Preguntas y más preguntas, que recibían siempre la

misma respuesta.

-T e n paciencia, espera sólo hasta Navidad y la verás

por ti misma.

Finalmente llegó Navidad, pero no llegaba el barco del

padre.

El mar se puso cada día más feo y tormentoso. El viento

del norte se hizo más fuerte, como si fuera a arrastrar

la casa hacia el mar. Después llegó la lluvia, mezclada con

granizo que martilleaba las ventanas.

Los troncos se habían quemado totalmente, dejando

sólo cenizas en el hogar. La gallina estaba ya preparada,

pero ni Spiridoula ni su madre tenían hambre. Spiridoula

estaba aún en la ventana mirando, vigilando, esperando.

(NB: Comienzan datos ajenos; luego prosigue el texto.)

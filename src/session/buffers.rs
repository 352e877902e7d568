//! Kernel argument buffers
//!
//! Each buffer is backed by a host mirror owned by the manager. The mirror is
//! handed to the device as the buffer's host pointer; migrations move data
//! between it and device memory. Buffers are keyed by flat argument index,
//! and the load / store sets are derived from the access flags.

use std::collections::{BTreeMap, BTreeSet};

use bytemuck::Pod;

use crate::backend::{placement_for_tag, AcceleratorApi, BankPlacement, DeviceResult, MemFlags};
use crate::loader::xclbin::ArgInfo;

use super::DeviceSession;

/// One device buffer and its host mirror
#[derive(Debug)]
pub struct BufferRecord<B> {
    // Dropped before `host`, which backs it.
    buffer: B,
    host: Box<[u8]>,
    flags: MemFlags,
    placement: Option<BankPlacement>,
}

impl<B> BufferRecord<B> {
    pub fn buffer(&self) -> &B {
        &self.buffer
    }

    pub fn host(&self) -> &[u8] {
        &self.host
    }

    /// Writes are only seen by the device after the next load
    pub fn host_mut(&mut self) -> &mut [u8] {
        &mut self.host
    }

    pub fn len(&self) -> usize {
        self.host.len()
    }

    pub fn is_empty(&self) -> bool {
        self.host.is_empty()
    }

    pub fn flags(&self) -> MemFlags {
        self.flags
    }

    /// `None` for indices outside the container's argument table
    pub fn placement(&self) -> Option<BankPlacement> {
        self.placement
    }
}

/// Buffers of one session
pub struct BufferManager<A: AcceleratorApi> {
    records: BTreeMap<usize, BufferRecord<A::Buffer>>,
    load: BTreeSet<usize>,
    store: BTreeSet<usize>,
}

impl<A: AcceleratorApi> Default for BufferManager<A> {
    fn default() -> Self {
        BufferManager {
            records: BTreeMap::new(),
            load: BTreeSet::new(),
            store: BTreeSet::new(),
        }
    }
}

impl<A: AcceleratorApi> BufferManager<A> {
    pub fn new() -> Self {
        Self::default()
    }

    /// Create the buffer for argument `index` over `host`
    ///
    /// The buffer size is the host memory length. Indices known to the
    /// argument table get a placement request from their memory tag; other
    /// indices get a plain buffer. A previous buffer for `index` is released.
    pub fn create_buffer(
        &mut self,
        session: &DeviceSession<A>,
        args: &[ArgInfo],
        index: usize,
        flags: MemFlags,
        host: Vec<u8>,
    ) -> DeviceResult<&A::Buffer> {
        let placement = args.get(index).map(|arg| {
            let placement = placement_for_tag(arg.tag.as_deref());
            if placement.is_placed() {
                tracing::debug!(
                    "Argument {} ('{}') assigned to {}",
                    index,
                    arg.name,
                    arg.tag.as_deref().unwrap_or_default()
                );
            }
            placement
        });

        let mut host = host.into_boxed_slice();
        let flags = flags | MemFlags::USE_HOST_PTR;
        // SAFETY: the boxed slice's heap allocation does not move when the
        // box is moved into the record, and the record drops the buffer
        // before the mirror.
        let buffer = unsafe {
            session.api().create_buffer(
                session.context(),
                flags,
                host.as_mut_ptr(),
                host.len(),
                placement,
            )?
        };

        self.load.remove(&index);
        self.store.remove(&index);
        if flags.is_loaded() {
            self.load.insert(index);
        }
        if flags.is_stored() {
            self.store.insert(index);
        }
        tracing::trace!(
            "Buffer for argument {}: {} bytes, load={}, store={}",
            index,
            host.len(),
            flags.is_loaded(),
            flags.is_stored()
        );

        if self.records.contains_key(&index) {
            tracing::debug!("Replacing buffer for argument {}", index);
        }
        let record = BufferRecord {
            buffer,
            host,
            flags,
            placement,
        };
        self.records.insert(index, record);
        Ok(&self.records[&index].buffer)
    }

    /// Typed variant of [`create_buffer`](Self::create_buffer)
    pub fn create_buffer_from_slice<T: Pod>(
        &mut self,
        session: &DeviceSession<A>,
        args: &[ArgInfo],
        index: usize,
        flags: MemFlags,
        data: &[T],
    ) -> DeviceResult<&A::Buffer> {
        let bytes = bytemuck::cast_slice::<T, u8>(data).to_vec();
        self.create_buffer(session, args, index, flags, bytes)
    }

    pub fn record(&self, index: usize) -> Option<&BufferRecord<A::Buffer>> {
        self.records.get(&index)
    }

    pub fn record_mut(&mut self, index: usize) -> Option<&mut BufferRecord<A::Buffer>> {
        self.records.get_mut(&index)
    }

    pub fn buffer(&self, index: usize) -> Option<&A::Buffer> {
        self.records.get(&index).map(|r| &r.buffer)
    }

    pub fn len(&self) -> usize {
        self.records.len()
    }

    pub fn is_empty(&self) -> bool {
        self.records.is_empty()
    }

    /// Argument indices migrated to the device on load
    pub fn load_set(&self) -> &BTreeSet<usize> {
        &self.load
    }

    /// Argument indices migrated back to the host on store
    pub fn store_set(&self) -> &BTreeSet<usize> {
        &self.store
    }

    pub fn load_buffers(&self) -> Vec<A::Buffer> {
        self.collect(&self.load)
    }

    pub fn store_buffers(&self) -> Vec<A::Buffer> {
        self.collect(&self.store)
    }

    pub fn load_bytes(&self) -> u64 {
        self.bytes(&self.load)
    }

    pub fn store_bytes(&self) -> u64 {
        self.bytes(&self.store)
    }

    fn collect(&self, set: &BTreeSet<usize>) -> Vec<A::Buffer> {
        set.iter()
            .filter_map(|i| self.records.get(i))
            .map(|r| r.buffer.clone())
            .collect()
    }

    fn bytes(&self, set: &BTreeSet<usize>) -> u64 {
        set.iter()
            .filter_map(|i| self.records.get(i))
            .map(|r| r.len() as u64)
            .sum()
    }
}

impl<A: AcceleratorApi> std::fmt::Debug for BufferManager<A> {
    fn fmt(&self, f: &mut std::fmt::Formatter<'_>) -> std::fmt::Result {
        f.debug_struct("BufferManager")
            .field("buffers", &self.records.keys().collect::<Vec<_>>())
            .field("load", &self.load)
            .field("store", &self.store)
            .finish()
    }
}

Su madre se arrodilló frente al icono, iluminado con

una vela, y rezó a la Virgen María para que su marido regresara

a casa sano y salvo.

Más tarde unas lágrimas rodaron por sus mejillas al

ver que la tormenta continuaba. Volvió a rezar con todas

sus fuerzas y con toda su alma para que un milagro salvara

a su marido en aquella noche santa.

En aquel momento, oyó un golpe débil en la puerta. Su

corazón latió con más fuerza. Dio una vuelta a la llave y la

puerta se abrió.

Allí estaba su marido, con los vestidos pegados al cuerpo,

mojados y cubiertos de barro. Estaba tan cansado que

a duras penas pudo arrastrarse a una silla cerca de la chimenea.